Hay que agregar a este panorama de préstamos el modo en que la derecha norteamericana, en particular, se apropió de los procedimientos izquierdistas de la contracultura, muy rica en escándalos, teatralizaciones y consignas efectivas. El caso del antifeminismo en la década del setenta es un buen ejemplo: la conservadora Phyllis Schlafly no podía simplemente reivindicar el modelo prefeminista de las mujeres como esposas y madres abnegadas. Por el contrario, celebró el activismo y el poder de la “mujer positiva”. Cuando se pronunció contra la enmienda por la igualdad de derechos, utilizó la propia idea de derechos para decir lo contrario de los movimientos feministas; según su mirada la enmienda le iba a quitar “derechos a las mujeres” en el matrimonio y en el hogar.
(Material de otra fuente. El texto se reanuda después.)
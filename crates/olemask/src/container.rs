//! Moving stream bytes between a container buffer and the codecs.

use olemask_cfb::{ChainStatus, CompoundFile, DirEntry};
use olemask_core::{RedactionReport, StreamBuffer};

/// Read `entry` into a buffer tagged with its stream id. An unreadable chain is a warning and
/// yields `None`.
pub(crate) fn load_stream(
    cfb: &CompoundFile,
    container: &[u8],
    entry: &DirEntry,
    report: &mut RedactionReport,
) -> Option<StreamBuffer> {
    match cfb.read_stream(container, entry) {
        Ok(bytes) => Some(StreamBuffer::new(entry.buffer_id(), bytes)),
        Err(err) => {
            report.warn(&entry.path, format!("stream skipped: {err}"));
            None
        }
    }
}

/// Scatter the dirty spans of `stream` back over `entry`'s chain. Returns `hits` when the masks
/// landed (possibly clipped by a short chain) and 0 when the write was abandoned.
pub(crate) fn flush_stream(
    cfb: &CompoundFile,
    container: &mut [u8],
    entry: &DirEntry,
    stream: &StreamBuffer,
    hits: usize,
    report: &mut RedactionReport,
) -> usize {
    if !stream.is_dirty() {
        return hits;
    }
    match cfb.write_spans(container, entry, stream) {
        Ok(ChainStatus::Complete) => hits,
        Ok(status) => {
            report.warn(&entry.path, format!("masks partially written: {status}"));
            hits
        }
        Err(err) => {
            report.warn(&entry.path, format!("stream write abandoned: {err}"));
            0
        }
    }
}

/// Load `entry`, let `redact` mask it, and flush the result.
pub(crate) fn redact_stream<F>(
    cfb: &CompoundFile,
    container: &mut [u8],
    entry: &DirEntry,
    report: &mut RedactionReport,
    redact: F,
) -> usize
where
    F: FnOnce(&mut StreamBuffer, &mut RedactionReport) -> usize,
{
    let Some(mut stream) = load_stream(cfb, container, entry, report) else {
        return 0;
    };
    let hits = redact(&mut stream, report);
    flush_stream(cfb, container, entry, &stream, hits, report)
}

/// Replace a whole stream (a recompressed section, a rebuilt embedded object) whose length
/// equals the bytes originally read from it.
pub(crate) fn replace_stream(
    cfb: &CompoundFile,
    container: &mut [u8],
    entry: &DirEntry,
    bytes: &[u8],
    hits: usize,
    report: &mut RedactionReport,
) -> usize {
    match cfb.overwrite_stream(container, entry, bytes) {
        Ok(ChainStatus::Complete) => hits,
        Ok(status) => {
            report.warn(&entry.path, format!("stream partially written: {status}"));
            hits
        }
        Err(err) => {
            report.warn(&entry.path, format!("stream write abandoned: {err}"));
            0
        }
    }
}
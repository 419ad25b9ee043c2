use olemask_cfb::CfbError;
use olemask_doc::DocError;
use olemask_hwp::HwpError;
use thiserror::Error;

use crate::detect::Format;

/// Document-level failures. Anything confined to one stream is a
/// [`olemask_core::RedactionWarning`] instead.
#[derive(Debug, Error)]
pub enum Error {
    #[error("not a readable compound file: {0}")]
    Container(#[from] CfbError),
    #[error("{format} document has no `{stream}` stream")]
    MissingStream { format: Format, stream: &'static str },
    #[error(transparent)]
    Hwp(#[from] HwpError),
    #[error(transparent)]
    Doc(#[from] DocError),
}
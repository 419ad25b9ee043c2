//! `WordDocument` and table streams with a hand-built piece table.

pub const TEXT_START: usize = 0x800;

pub struct WordStreams {
    pub word_doc: Vec<u8>,
    pub table: Vec<u8>,
}

/// Lay the pieces out back to back from [`TEXT_START`]; compressed pieces are cp1252 (ASCII
/// here), the rest UTF-16LE. The piece table goes into `1Table` (`fWhichTblStm` set).
pub fn word_streams(pieces: &[(&str, bool)], flags: u16) -> WordStreams {
    let mut word_doc = vec![0u8; TEXT_START];
    word_doc[..2].copy_from_slice(&0xA5ECu16.to_le_bytes());
    word_doc[0x0A..0x0C].copy_from_slice(&(flags | 0x0200).to_le_bytes());

    let mut cps = vec![0u32];
    let mut fcs = Vec::new();
    for (text, compressed) in pieces {
        let offset = word_doc.len() as u32;
        if *compressed {
            fcs.push((offset * 2) | 0x4000_0000);
            word_doc.extend_from_slice(text.as_bytes());
        } else {
            fcs.push(offset);
            word_doc.extend(text.encode_utf16().flat_map(u16::to_le_bytes));
        }
        let last = *cps.last().unwrap_or(&0);
        cps.push(last + text.encode_utf16().count() as u32);
    }
    word_doc.extend_from_slice(&[0u8; 64]);

    let mut plc = Vec::new();
    for cp in &cps {
        plc.extend_from_slice(&cp.to_le_bytes());
    }
    for fc in &fcs {
        plc.extend_from_slice(&[0, 0]);
        plc.extend_from_slice(&fc.to_le_bytes());
        plc.extend_from_slice(&[0, 0]);
    }
    let mut table = vec![0u8; 32];
    let fc_clx = table.len() as u32;
    table.push(0x02);
    table.extend_from_slice(&(plc.len() as u32).to_le_bytes());
    table.extend(plc);
    let lcb_clx = table.len() as u32 - fc_clx;
    table.extend_from_slice(&[0u8; 16]);

    word_doc[0x1A2..0x1A6].copy_from_slice(&fc_clx.to_le_bytes());
    word_doc[0x1A6..0x1AA].copy_from_slice(&lcb_clx.to_le_bytes());
    WordStreams { word_doc, table }
}

pub fn utf16(text: &str) -> Vec<u8> {
    text.encode_utf16().flat_map(u16::to_le_bytes).collect()
}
De ahí en adelante, el estilo confrontativo y el desdén hacia el elitismo de la derecha clásica fue en aumento, hasta crear una corriente de irreverencia de derecha. Kevin Mattson en ¡Todos rebeldes! Una breve historia del pensamiento conservador en la América de la postguerra analiza el caso de la figura conservadora de David Horowitz, quien era de izquierda pero luego migró hacia el republicanismo y se le ocurrió introducir ese espíritu revolucionario al partido, ante miradas más moralistas y serias. Para Horowitz, los republicanos debían retomar la “causa del desvalido” de las izquierdas y configurarse como guerreros en contra del privilegio; esto es, apropiarse del lenguaje de la izquierda y utilizarla para ganar el poder. La Libertad Avanza, buena discípula de esta tradición, adquirió de la izquierda el término “casta” y la idea de “privilegios” para legitimar un paradigma económico en favor de las jerarquías y los empresarios.
Los robos de la derecha a la izquierda (o a los “populismos latinoamericanos” caracterizados de zurdos) permitieron a estos conservadores “revolucionarios” tener un vínculo distinto y exitoso con las masas para movilizarlas en un sentido opuesto a la disputa del poder de las élites económicas: se trató de un hurto de formas, procedimientos y articulaciones para vehiculizar un contenido o un programa que, hasta este entonces, la derecha sólo podía imponer por vías no democráticas o por momentos históricos de hegemonía neoliberal indiscutida.
En este juego entre pasado y presente, el futuro impone la necesidad de una izquierda con nuevas ideas. Ya no vale caracterizar el mundo de hoy con conceptos del pasado que, excepto que se investiguen de manera específica, no se sabe de dónde vienen y para qué fueron creados. La realidad exige otras descripciones para ser transformada, que se valgan de lo que “salió mal” pero no intenten reponer las viejas ideas como si, a través de un sistema de corrección de desperfectos e imprevistos hoy pudieran “salir bien”. Para esto, hacen falta ideas que sean lo suficientemente convincentes como para que las personas se aferren a ellas de manera tal que no puedan ser apropiadas. En definitiva,ideas que puedan concretar los ideales que no sucedieron imaginando, no ya lo que pudo haber pasado, sino lo que todavía es capaz de suceder.